◆ BRIEF ◆
Below are records; write all of them out exactly.

◆ DATA FOR ANALYSIS ◆
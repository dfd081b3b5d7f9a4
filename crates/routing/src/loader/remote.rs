//! Loader backed by the query service's stored notification channels.
//!
//! `GET {base}/api/v1/channels` returns `{"data": [{id, name, type, data}]}`
//! where `data` is a JSON receiver. Route keys in the payload (`group_by`,
//! `matchers`, ...) configure the channel's route; everything else is the
//! receiver. Each channel is added as a flat child of the root route.

use std::time::Duration;

use serde::Deserialize;
use serde_json::{Map, Value};
use tracing::{debug, error, warn};

use super::ConfigLoader;
use crate::error::{ConfigError, Result};
use crate::schema::{Config, Receiver, Route};

const ROUTE_KEYS: &[&str] = &[
    "receiver",
    "group_by",
    "match",
    "match_re",
    "matchers",
    "mute_time_intervals",
    "continue",
    "routes",
    "group_wait",
    "group_interval",
    "repeat_interval",
];

#[derive(Debug, Clone, Deserialize)]
pub struct ChannelItem {
    pub id: i64,
    pub name: String,
    #[serde(rename = "type")]
    pub kind: String,
    pub data: String,
}

#[derive(Debug, Deserialize)]
struct ChannelResponse {
    #[serde(default)]
    data: Option<Vec<ChannelItem>>,
}

/// Split a stored channel payload into its route and receiver.
pub fn decode_channel(data: &str) -> Result<(Route, Receiver)> {
    let value: Value = serde_json::from_str(data)?;
    let Value::Object(fields) = value else {
        return Err(ConfigError::Remote("channel payload must be a JSON object".to_string()));
    };
    let (route_fields, receiver_fields): (Map<String, Value>, Map<String, Value>) =
        fields.into_iter().partition(|(k, _)| ROUTE_KEYS.contains(&k.as_str()));

    let receiver: Receiver = serde_json::from_value(Value::Object(receiver_fields))?;
    let mut route: Route = serde_json::from_value(Value::Object(route_fields))?;
    if route.receiver.is_empty() {
        route.receiver = receiver.name.clone();
    }
    Ok((route, receiver))
}

#[derive(Debug, Clone)]
pub struct ChannelLoader {
    channel_url: String,
    timeout: Duration,
}

impl ChannelLoader {
    pub fn new(query_service_url: &str) -> Result<Self> {
        if query_service_url.is_empty() {
            return Err(ConfigError::Remote(
                "query service url is required for fetching stored config".to_string(),
            ));
        }
        let base = if query_service_url.ends_with('/') {
            query_service_url.to_string()
        } else {
            format!("{query_service_url}/")
        };
        Ok(Self {
            channel_url: format!("{base}api/v1/channels"),
            timeout: Duration::from_secs(10),
        })
    }

    pub fn with_timeout(mut self, timeout: Duration) -> Self {
        self.timeout = timeout;
        self
    }

    pub fn channel_url(&self) -> &str {
        &self.channel_url
    }

    /// Blocking fetch; must not run on an async runtime thread.
    fn fetch_channels(&self) -> Result<Vec<ChannelItem>> {
        let remote = |msg: String| ConfigError::Remote(msg);
        let client = reqwest::blocking::Client::builder()
            .timeout(self.timeout)
            .build()
            .map_err(|e| remote(format!("failed to build http client: {}", e.without_url())))?;
        let resp = client
            .get(&self.channel_url)
            .send()
            .map_err(|e| remote(format!("error in http get: {}", e.without_url())))?;
        let status = resp.status();
        let body = resp
            .text()
            .map_err(|e| remote(format!("failed to read response body: {}", e.without_url())))?;
        if !status.is_success() {
            return Err(remote(format!("unexpected status code {}", status.as_u16())));
        }
        let parsed: ChannelResponse = serde_json::from_str(&body).map_err(|e| {
            error!(error = %e, "failed to parse channel list");
            remote(format!("failed to unmarshal api response: {e}"))
        })?;
        Ok(parsed.data.unwrap_or_default())
    }
}

impl ConfigLoader for ChannelLoader {
    fn load(&self, config: &mut Config) -> Result<()> {
        debug!(url = %self.channel_url, "loading config from query service");
        let channels = self.fetch_channels().map_err(|e| {
            ConfigError::Remote(format!(
                "received an error from query service while fetching config: {e}"
            ))
        })?;

        if channels.is_empty() {
            warn!("no channels found in query service");
            return Ok(());
        }

        // Keep going past bad channels; report the last failure.
        let mut last_error = None;
        for channel in &channels {
            let applied = decode_channel(&channel.data)
                .and_then(|(route, receiver)| config.add_route(route, receiver));
            if let Err(e) = applied {
                error!(channel = %channel.name, id = channel.id, kind = %channel.kind, error = %e, "failed to load channel");
                last_error = Some(e);
            }
        }
        match last_error {
            Some(e) => Err(e),
            None => Ok(()),
        }
    }
}
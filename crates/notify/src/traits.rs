//! Notifier trait definition and shared error types.

use std::time::Duration;

use herald_core::{Alert, LabelSet};

use crate::retrier::{Reason, StatusError};
use crate::util::default_user_agent;

/// Errors that can occur during alert delivery.
#[derive(Debug, thiserror::Error)]
pub enum NotifyError {
    /// Transport failure. The URL has already been stripped; build with
    /// [`crate::util::redact_url`].
    #[error("HTTP request failed: {0}")]
    Http(reqwest::Error),

    #[error("SMTP delivery failed: {message}")]
    Smtp { message: String, transient: bool },

    #[error("Template rendering failed: {0}")]
    Template(String),

    #[error("Configuration error: {0}")]
    Config(String),

    /// The endpoint answered, but not with success.
    #[error("{source}")]
    Delivery {
        reason: Reason,
        retry: bool,
        source: StatusError,
    },

    #[error("delivery attempt timed out after {0:?}")]
    Timeout(Duration),
}

impl NotifyError {
    /// Whether the dispatcher should try again.
    pub fn should_retry(&self) -> bool {
        match self {
            NotifyError::Http(_) | NotifyError::Timeout(_) => true,
            NotifyError::Smtp { transient, .. } => *transient,
            NotifyError::Delivery { retry, .. } => *retry,
            NotifyError::Template(_) | NotifyError::Config(_) => false,
        }
    }

    pub fn reason(&self) -> Reason {
        match self {
            NotifyError::Delivery { reason, .. } => *reason,
            _ => Reason::Default,
        }
    }
}

/// Per-notification context: which receiver and alert group is being notified.
#[derive(Debug, Clone, Default)]
pub struct NotifyContext {
    pub receiver: String,
    pub group_key: String,
    pub group_labels: LabelSet,
    pub repeat_interval: Option<Duration>,
    pub external_url: String,
}

impl NotifyContext {
    pub fn new(receiver: impl Into<String>, group_key: impl Into<String>) -> Self {
        Self {
            receiver: receiver.into(),
            group_key: group_key.into(),
            ..Self::default()
        }
    }
}

/// Construction-time settings shared by every notifier.
#[derive(Debug, Clone)]
pub struct NotifierSettings {
    pub user_agent: String,
    pub external_url: String,
    /// Request timeout applied to the HTTP client.
    pub timeout: Duration,
}

impl Default for NotifierSettings {
    fn default() -> Self {
        Self {
            user_agent: default_user_agent(),
            external_url: String::new(),
            timeout: Duration::from_secs(10),
        }
    }
}

/// A single delivery channel for alert groups.
#[async_trait::async_trait]
pub trait Notifier: Send + Sync {
    /// Deliver `alerts` once. Retrying is the caller's job; the error says
    /// whether it is worth it via [`NotifyError::should_retry`].
    async fn notify(&self, ctx: &NotifyContext, alerts: &[Alert]) -> Result<(), NotifyError>;

    /// Integration name (e.g. "webhook", "email").
    fn integration(&self) -> &str;

    /// Whether resolved alerts are delivered at all.
    fn send_resolved(&self) -> bool {
        true
    }
}

/// Result of delivering one alert group through a single notifier.
#[derive(Debug)]
pub struct DispatchResult {
    pub receiver: String,
    pub integration: String,
    pub success: bool,
    pub attempts: u32,
    pub reason: Option<Reason>,
    pub error: Option<String>,
    pub duration_ms: u64,
}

◆ TASK OUTPUT ◆
repository dfd081b3b5d7f9a4
filename crates/routing/src/loader/remote.rs
//! Loader backed by the query service's stored notification channels.
//!
//! `GET {base}/api/v1/channels` returns `{"data": [{id, name, type, data}]}`
//! where `data` is a JSON receiver. Route keys in the payload (`group_by`,
//! `matchers`, ...) configure the channel's route; everything else is the
//! receiver. Each channel is added as a flat child of the root route.

use std::time::Duration;

use serde::Deserialize;
use serde_json::{Map, Value};
use tracing::{debug, error, warn};

use super::ConfigLoader;
use crate::error::{ConfigError, Result};
use crate::schema::{Config, Receiver, Route};

const ROUTE_KEYS: &[&str] = &[
    "receiver",
    "group_by",
    "match",
    "match_re",
    "matchers",
    "mute_time_intervals",
    "continue",
    "routes",
    "group_wait",
    "group_interval",
    "repeat_interval",
];

#[derive(Debug, Clone, Deserialize)]
pub struct ChannelItem {
    pub id: i64,
    pub name: String,
    #[serde(rename = "type")]
    pub kind: String,
    pub data: String,
}

#[derive(Debug, Deserialize)]
struct ChannelResponse {
    #[serde(default)]
    data: Option<Vec<ChannelItem>>,
}

/// Split a stored channel payload into its route and receiver.
pub fn decode_channel(data: &str) -> Result<(Route, Receiver)> {
    let value: Value = serde_json::from_str(data)?;
    let Value::Object(fields) = value else {
        return Err(ConfigError::Remote("channel payload must be a JSON object".to_string()));
    };
    let (route_fields, receiver_fields): (Map<String, Value>, Map<String, Value>) =
        fields.into_iter().partition(|(k, _)| ROUTE_KEYS.contains(&k.as_str()));

    let receiver: Receiver = serde_json::from_value(Value::Object(receiver_fields))?;
    let mut route: Route = serde_json::from_value(Value::Object(route_fields))?;
    if route.receiver.is_empty() {
        route.receiver = receiver.name.clone();
    }
    Ok((route, receiver))
}

#[derive(Debug, Clone)]
pub struct ChannelLoader {
    channel_url: String,
    timeout: Duration,
}

impl ChannelLoader {
    pub fn new(query_service_url: &str) -> Result<Self> {
        if query_service_url.is_empty() {
            return Err(ConfigError::Remote(
                "query service url is required for fetching stored config".to_string(),
            ));
        }
        let base = if query_service_url.ends_with('/') {
            query_service_url.to_string()
        } else {
            format!("{query_service_url}/")
        };
        Ok(Self {
            channel_url: format!("{base}api/v1/channels"),
            timeout: Duration::from_secs(10),
        })
    }

    pub fn with_timeout(mut self, timeout: Duration) -> Self {
        self.timeout = timeout;
        self
    }

    pub fn channel_url(&self) -> &str {
        &self.channel_url
    }

    /// Blocking fetch; must not run on an async runtime thread.
    fn fetch_channels(&self) -> Result<Vec<ChannelItem>> {
        let remote = |msg: String| ConfigError::Remote(msg);
        let client = reqwest::blocking::Client::builder()
            .timeout(self.timeout)
            .build()
            .map_err(|e| remote(format!("failed to build http client: {}", e.without_url())))?;
        let resp = client
            .get(&self.channel_url)
            .send()
            .map_err(|e| remote(format!("error in http get: {}", e.without_url())))?;
        let status = resp.status();
        let body = resp
            .text()
            .map_err(|e| remote(format!("failed to read response body: {}", e.without_url())))?;
        if !status.is_success() {
            return Err(remote(format!("unexpected status code {}", status.as_u16())));
        }
        let parsed: ChannelResponse = serde_json::from_str(&body).map_err(|e| {
            error!(error = %e, "failed to parse channel list");
            remote(format!("failed to unmarshal api response: {e}"))
        })?;
        Ok(parsed.data.unwrap_or_default())
    }
}

impl ConfigLoader for ChannelLoader {
    fn load(&self, config: &mut Config) -> Result<()> {
        debug!(url = %self.channel_url, "loading config from query service");
        let channels = self.fetch_channels().map_err(|e| {
            ConfigError::Remote(format!(
                "received an error from query service while fetching config: {e}"
            ))
        })?;

        if channels.is_empty() {
            warn!("no channels found in query service");
            return Ok(());
        }

        // Keep going past bad channels; report the last failure.
        let mut last_error = None;
        for channel in &channels {
            let applied = decode_channel(&channel.data)
                .and_then(|(route, receiver)| config.add_route(route, receiver));
            if let Err(e) = applied {
                error!(channel = %channel.name, id = channel.id, kind = %channel.kind, error = %e, "failed to load channel");
                last_error = Some(e);
            }
        }
        match last_error {
            Some(e) => Err(e),
            None => Ok(()),
        }
    }
}
filename crates/notify/src/traits.rs
//! Notifier trait definition and shared error types.

use std::time::Duration;

use herald_core::{Alert, LabelSet};

use crate::retrier::{Reason, StatusError};
use crate::util::default_user_agent;

/// Errors that can occur during alert delivery.
#[derive(Debug, thiserror::Error)]
pub enum NotifyError {
    /// Transport failure. The URL has already been stripped; build with
    /// [`crate::util::redact_url`].
    #[error("HTTP request failed: {0}")]
    Http(reqwest::Error),

    #[error("SMTP delivery failed: {message}")]
    Smtp { message: String, transient: bool },

    #[error("Template rendering failed: {0}")]
    Template(String),

    #[error("Configuration error: {0}")]
    Config(String),

    /// The endpoint answered, but not with success.
    #[error("{source}")]
    Delivery {
        reason: Reason,
        retry: bool,
        source: StatusError,
    },

    #[error("delivery attempt timed out after {0:?}")]
    Timeout(Duration),
}

impl NotifyError {
    /// Whether the dispatcher should try again.
    pub fn should_retry(&self) -> bool {
        match self {
            NotifyError::Http(_) | NotifyError::Timeout(_) => true,
            NotifyError::Smtp { transient, .. } => *transient,
            NotifyError::Delivery { retry, .. } => *retry,
            NotifyError::Template(_) | NotifyError::Config(_) => false,
        }
    }

    pub fn reason(&self) -> Reason {
        match self {
            NotifyError::Delivery { reason, .. } => *reason,
            _ => Reason::Default,
        }
    }
}

/// Per-notification context: which receiver and alert group is being notified.
#[derive(Debug, Clone, Default)]
pub struct NotifyContext {
    pub receiver: String,
    pub group_key: String,
    pub group_labels: LabelSet,
    pub repeat_interval: Option<Duration>,
    pub external_url: String,
}

impl NotifyContext {
    pub fn new(receiver: impl Into<String>, group_key: impl Into<String>) -> Self {
        Self {
            receiver: receiver.into(),
            group_key: group_key.into(),
            ..Self::default()
        }
    }
}

/// Construction-time settings shared by every notifier.
#[derive(Debug, Clone)]
pub struct NotifierSettings {
    pub user_agent: String,
    pub external_url: String,
    /// Request timeout applied to the HTTP client.
    pub timeout: Duration,
}

impl Default for NotifierSettings {
    fn default() -> Self {
        Self {
            user_agent: default_user_agent(),
            external_url: String::new(),
            timeout: Duration::from_secs(10),
        }
    }
}

/// A single delivery channel for alert groups.
#[async_trait::async_trait]
pub trait Notifier: Send + Sync {
    /// Deliver `alerts` once. Retrying is the caller's job; the error says
    /// whether it is worth it via [`NotifyError::should_retry`].
    async fn notify(&self, ctx: &NotifyContext, alerts: &[Alert]) -> Result<(), NotifyError>;

    /// Integration name (e.g. "webhook", "email").
    fn integration(&self) -> &str;

    /// Whether resolved alerts are delivered at all.
    fn send_resolved(&self) -> bool {
        true
    }
}

/// Result of delivering one alert group through a single notifier.
#[derive(Debug)]
pub struct DispatchResult {
    pub receiver: String,
    pub integration: String,
    pub success: bool,
    pub attempts: u32,
    pub reason: Option<Reason>,
    pub error: Option<String>,
    pub duration_ms: u64,
}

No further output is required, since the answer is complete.